[ python-Bugs-856617 ] HTMLParser parsers AT&T to AT

Thu Dec 11 13:32:22 EST 2003

Mime-Version: 1.0
Content-Type: text/plain; charset="ISO-8859-1"

Bugs item #856617, was opened at 2003-12-08 21:47
Message generated for change (Comment added) made by jimjjewett
You can respond by visiting: 
https://sourceforge.net/tracker/?func=detail&atid=105470&aid=856617&group_id=5470

Category: Python Library
Group: Python 2.3
Status: Open
Resolution: None
Priority: 5
Submitted By: Hammer Lee (lhy719)
Assigned to: Nobody/Anonymous (nobody)
Summary: HTMLParser parsers AT&T to AT

Initial Comment:
I use HTMLParser to parse HTML files.
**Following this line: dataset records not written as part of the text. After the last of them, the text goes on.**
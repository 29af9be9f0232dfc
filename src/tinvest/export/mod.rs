pub mod config;
pub mod error;
pub mod import;
pub mod io;
pub mod model;
pub mod publish;
pub mod store;

pub use error::{ExportError, Result};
There is an 
mistake when HTML contents have '&', like <BR>AT&T 
Research Labs Cambridge - WinVNC Version 3, 3, 3, 7.

HTMLParser parses "AT&T Research" to "AT
 Research".

It happens on "ETTC&P EpSCTWeb_Fr Application Version 
1, 0, 0, 1" also.

I'm a newbie in Python, I don't know how to solve it.

----------------------------------------------------------------------

Comment By: Jim Jewett (jimjjewett)
Date: 2003-12-11 13:32

Message:
Logged In: YES 
user_id=764593

Technically, that isn't legal html; they're supposed to write 
&amp;  (follow the & with the word "amp;"), because & is an 
escape character.

That said, it is a pretty common error in web pages.  The 
parser already recovers at the next space (instead of waiting 
for a ";", and I think it would be reasonable to just return the 
"&T" when T doesn't turn out to be a known entity.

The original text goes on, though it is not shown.